TASK DESCRIPTION: Please give back only the lines below from the one containing "pub mod rules;" to the one containing "ms exceeded after", each repeated word for word, both ends included.

TASK INPUTS:
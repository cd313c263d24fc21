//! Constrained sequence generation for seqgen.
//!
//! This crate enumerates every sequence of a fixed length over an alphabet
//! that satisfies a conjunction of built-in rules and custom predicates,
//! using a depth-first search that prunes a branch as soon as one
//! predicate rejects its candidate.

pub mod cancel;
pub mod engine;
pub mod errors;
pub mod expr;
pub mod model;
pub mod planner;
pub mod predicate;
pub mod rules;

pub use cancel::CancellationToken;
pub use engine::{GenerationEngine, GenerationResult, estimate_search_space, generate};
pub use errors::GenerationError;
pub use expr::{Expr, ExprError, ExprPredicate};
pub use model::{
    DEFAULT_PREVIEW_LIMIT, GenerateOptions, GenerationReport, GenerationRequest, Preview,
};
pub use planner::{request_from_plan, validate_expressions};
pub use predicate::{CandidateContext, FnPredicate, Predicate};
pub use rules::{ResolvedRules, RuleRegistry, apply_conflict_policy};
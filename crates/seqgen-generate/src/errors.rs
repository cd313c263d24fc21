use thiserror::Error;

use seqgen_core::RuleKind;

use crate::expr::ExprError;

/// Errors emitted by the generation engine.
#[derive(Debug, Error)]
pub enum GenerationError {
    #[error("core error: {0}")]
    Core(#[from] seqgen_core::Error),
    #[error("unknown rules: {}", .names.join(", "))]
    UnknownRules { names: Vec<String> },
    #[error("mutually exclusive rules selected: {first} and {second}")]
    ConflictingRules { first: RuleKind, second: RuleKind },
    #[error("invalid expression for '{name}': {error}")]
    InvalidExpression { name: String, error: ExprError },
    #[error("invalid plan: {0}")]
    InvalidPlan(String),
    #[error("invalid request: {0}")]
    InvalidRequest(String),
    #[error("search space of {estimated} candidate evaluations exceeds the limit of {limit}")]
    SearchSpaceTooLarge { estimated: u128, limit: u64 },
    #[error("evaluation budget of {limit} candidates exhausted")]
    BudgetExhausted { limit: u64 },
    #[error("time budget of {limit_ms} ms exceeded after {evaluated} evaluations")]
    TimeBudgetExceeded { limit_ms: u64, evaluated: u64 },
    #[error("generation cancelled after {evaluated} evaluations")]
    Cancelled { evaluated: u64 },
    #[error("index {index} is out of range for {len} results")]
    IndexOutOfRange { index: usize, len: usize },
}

ANSWER SECTION:
pub mod rules;

pub use cancel::CancellationToken;
pub use engine::{GenerationEngine, GenerationResult, estimate_search_space, generate};
pub use errors::GenerationError;
pub use expr::{Expr, ExprError, ExprPredicate};
pub use model::{
    DEFAULT_PREVIEW_LIMIT, GenerateOptions, GenerationReport, GenerationRequest, Preview,
};
pub use planner::{request_from_plan, validate_expressions};
pub use predicate::{CandidateContext, FnPredicate, Predicate};
pub use rules::{ResolvedRules, RuleRegistry, apply_conflict_policy};
filename crates/seqgen-generate/src/errors.rs
repository cd313c263d24fc21
use thiserror::Error;

use seqgen_core::RuleKind;

use crate::expr::ExprError;

/// Errors emitted by the generation engine.
#[derive(Debug, Error)]
pub enum GenerationError {
    #[error("core error: {0}")]
    Core(#[from] seqgen_core::Error),
    #[error("unknown rules: {}", .names.join(", "))]
    UnknownRules { names: Vec<String> },
    #[error("mutually exclusive rules selected: {first} and {second}")]
    ConflictingRules { first: RuleKind, second: RuleKind },
    #[error("invalid expression for '{name}': {error}")]
    InvalidExpression { name: String, error: ExprError },
    #[error("invalid plan: {0}")]
    InvalidPlan(String),
    #[error("invalid request: {0}")]
    InvalidRequest(String),
    #[error("search space of {estimated} candidate evaluations exceeds the limit of {limit}")]
    SearchSpaceTooLarge { estimated: u128, limit: u64 },
    #[error("evaluation budget of {limit} candidates exhausted")]
    BudgetExhausted { limit: u64 },
    #[error("time budget of {limit_ms} ms exceeded after {evaluated} evaluations")]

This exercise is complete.